Limited archaeological digs conducted around the house have found the east side to be the only interesting area for artifacts. Items found there include clam shells, Staffordshire slip ware, and a wood shingle cutter. Part of another foundation wall, now under grass, was found running parallel to the house, but its extent is not known, and the experts called it "certainly later" than the stone part of the house. None of the items found can be dated earlier than about 1750.
Above: The west side of the house, June 2009. The eighteenth century house is the stone portion, center, with a bay window added later and extensive later wooden additions above and to the right.
Above: Detail of the northwest corner, June 2009.

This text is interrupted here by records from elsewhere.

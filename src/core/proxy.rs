//! Per-request proxy context and header hygiene.
//!
//! A [`ProxyContext`] is built once the request has passed rate limiting,
//! dispatch and the auth guard. [`ProxyContext::prepare_request`] turns the
//! inbound request into the upstream one: target URI, stripped hop-by-hop and
//! client-supplied identity headers, and the gateway's own trust-boundary
//! headers.
use std::net::SocketAddr;

use http::{
    HeaderMap, HeaderName, HeaderValue, Request, Uri,
    header::{AUTHORIZATION, HOST},
};

use crate::core::{dispatcher::Resolution, identity::Identity};

pub const X_REQUEST_ID: HeaderName = HeaderName::from_static("x-request-id");
pub const X_USER_ID: HeaderName = HeaderName::from_static("x-user-id");
pub const X_USER_ROLE: HeaderName = HeaderName::from_static("x-user-role");
pub const X_ORG_ID: HeaderName = HeaderName::from_static("x-org-id");
pub const X_USER_EMAIL: HeaderName = HeaderName::from_static("x-user-email");
pub const X_SESSION_ID: HeaderName = HeaderName::from_static("x-session-id");
pub const X_FORWARDED_FOR: HeaderName = HeaderName::from_static("x-forwarded-for");
pub const X_FORWARDED_PROTO: HeaderName = HeaderName::from_static("x-forwarded-proto");
pub const X_FORWARDED_HOST: HeaderName = HeaderName::from_static("x-forwarded-host");

/// Headers meaningful only for a single transport hop.
const HOP_BY_HOP: [&str; 8] = [
    "connection",
    "keep-alive",
    "proxy-connection",
    "proxy-authenticate",
    "te",
    "trailer",
    "transfer-encoding",
    "upgrade",
];

/// Identity headers only the gateway may set.
const TRUSTED_IDENTITY: [&str; 5] = [
    "x-user-id",
    "x-user-role",
    "x-org-id",
    "x-user-email",
    "x-session-id",
];

#[derive(Debug, Clone)]
pub struct ProxyContext {
    pub trace_id: String,
    pub identity: Option<Identity>,
    pub service: String,
    /// Base URL of the resolved service, e.g. `http://property:4002`.
    pub target_base: String,
    pub rewritten_path: String,
}

impl ProxyContext {
    pub fn new(
        trace_id: impl Into<String>,
        identity: Option<Identity>,
        resolution: &Resolution,
        target_base: impl Into<String>,
    ) -> Self {
        Self {
            trace_id: trace_id.into(),
            identity,
            service: resolution.service.clone(),
            target_base: target_base.into(),
            rewritten_path: resolution.rewritten_path.clone(),
        }
    }

    /// Upstream URI: target base + rewritten path + original query string.
    pub fn upstream_uri(&self, query: Option<&str>) -> Result<Uri, http::Error> {
        let base = self.target_base.trim_end_matches('/');
        let uri = match query {
            Some(query) if !query.is_empty() => {
                format!("{base}{}?{query}", self.rewritten_path)
            }
            _ => format!("{base}{}", self.rewritten_path),
        };
        Ok(Uri::try_from(uri)?)
    }

    /// Rewrite `req` in place for forwarding.
    pub fn prepare_request<B>(
        &self,
        req: &mut Request<B>,
        peer: Option<SocketAddr>,
        internal_token_header: Option<&HeaderName>,
    ) -> Result<(), http::Error> {
        let query = req.uri().query().map(str::to_string);
        let original_host = req
            .headers()
            .get(HOST)
            .cloned()
            .or_else(|| {
                req.uri()
                    .authority()
                    .and_then(|authority| HeaderValue::from_str(authority.as_str()).ok())
            });
        let scheme = req.uri().scheme_str().unwrap_or("http").to_string();

        *req.uri_mut() = self.upstream_uri(query.as_deref())?;

        let headers = req.headers_mut();
        strip_hop_by_hop(headers);
        for name in TRUSTED_IDENTITY {
            headers.remove(name);
        }
        headers.remove(AUTHORIZATION);
        if let Some(name) = internal_token_header {
            headers.remove(name);
        }
        // The upstream client derives Host from the new URI.
        headers.remove(HOST);

        append_forwarded_for(headers, peer);
        if let Ok(proto) = HeaderValue::from_str(&scheme) {
            headers.insert(X_FORWARDED_PROTO, proto);
        }
        if let Some(host) = original_host {
            headers.insert(X_FORWARDED_HOST, host);
        }

        self.inject_identity(headers);
        Ok(())
    }

    fn inject_identity(&self, headers: &mut HeaderMap) {
        insert_str(headers, X_REQUEST_ID, &self.trace_id);

        let Some(identity) = &self.identity else {
            return;
        };
        insert_str(headers, X_USER_ID, &identity.id);
        insert_str(headers, X_USER_ROLE, &identity.role);
        if let Some(org_id) = &identity.org_id {
            insert_str(headers, X_ORG_ID, org_id);
        }
        if let Some(email) = &identity.email {
            insert_str(headers, X_USER_EMAIL, email);
        }
        if let Some(session_id) = &identity.session_id {
            insert_str(headers, X_SESSION_ID, session_id);
        }
    }
}

fn insert_str(headers: &mut HeaderMap, name: HeaderName, value: &str) {
    match HeaderValue::from_str(value) {
        Ok(value) => {
            headers.insert(name, value);
        }
        Err(_) => tracing::warn!(header = %name, "Dropping header with non-visible characters"),
    }
}

fn append_forwarded_for(headers: &mut HeaderMap, peer: Option<SocketAddr>) {
    let Some(peer) = peer else {
        return;
    };
    let peer_ip = peer.ip().to_string();
    let value = match headers.get(&X_FORWARDED_FOR).and_then(|v| v.to_str().ok()) {
        Some(existing) if !existing.trim().is_empty() => format!("{existing}, {peer_ip}"),
        _ => peer_ip,
    };
    if let Ok(value) = HeaderValue::from_str(&value) {
        headers.insert(X_FORWARDED_FOR, value);
    }
}

/// Remove hop-by-hop headers, including any named by `Connection`.
pub fn strip_hop_by_hop(headers: &mut HeaderMap) {
    let listed: Vec<HeaderName> = headers
        .get_all(http::header::CONNECTION)
        .iter()
        .filter_map(|value| value.to_str().ok())
        .flat_map(|value| value.split(','))
        .filter_map(|name| HeaderName::try_from(name.trim()).ok())
        .collect();
    for name in listed {
        headers.remove(name);
    }
    for name in HOP_BY_HOP {
        headers.remove(name);
    }
}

Above: The east side of the house, 1987, from McGrath, Newark Mountain. The proposed original part is on the right side, but the large windows and door would be later changes to it.
Henry Whittemore identifies the Stone House by the Stone House Brook as the first house to have been built in South Orange (p 353). That contention is not in doubt.Yet a quote from Beatrice Herman ten pages earlier shows that he was familiar with her book, in which she champions the Brown house. At any rate Gasman does admit that "the house itself has not been properly surveyed" (as of 1991) and that more research "might establish the exact nature of the additions made by Bethuel Pierson".
I think the best candidate for the stone house of 1680 is the Brown house. The name of the Stone House Brook could be derived from the Brown house opposite its mouth, just as the name of nearby Luddington Brook comes from the lands opposite its mouth, not the lands it runs through. I realize that I rely quite a bit on Beatrice Herman's unspecified sources from the Brown and Tillou family papers.
If I am right, the Stone House on the Stone House Brook need not have been there by the time the name of the brook was first documented in 1686. Evidence then falls through all the way to 1767, when a house on Samuel Pierson's land is mentioned in a description of neighboring
land. The house need not have been new at that time, but proof of it being any older is lacking.
My two paragraphs on the competing claims in Wikipedia have gone unchallenged longer than I expected.
But the evidence is so sketchy that I can't put this question away. Like Gassman I would like to see more evidence and apply it to the problem.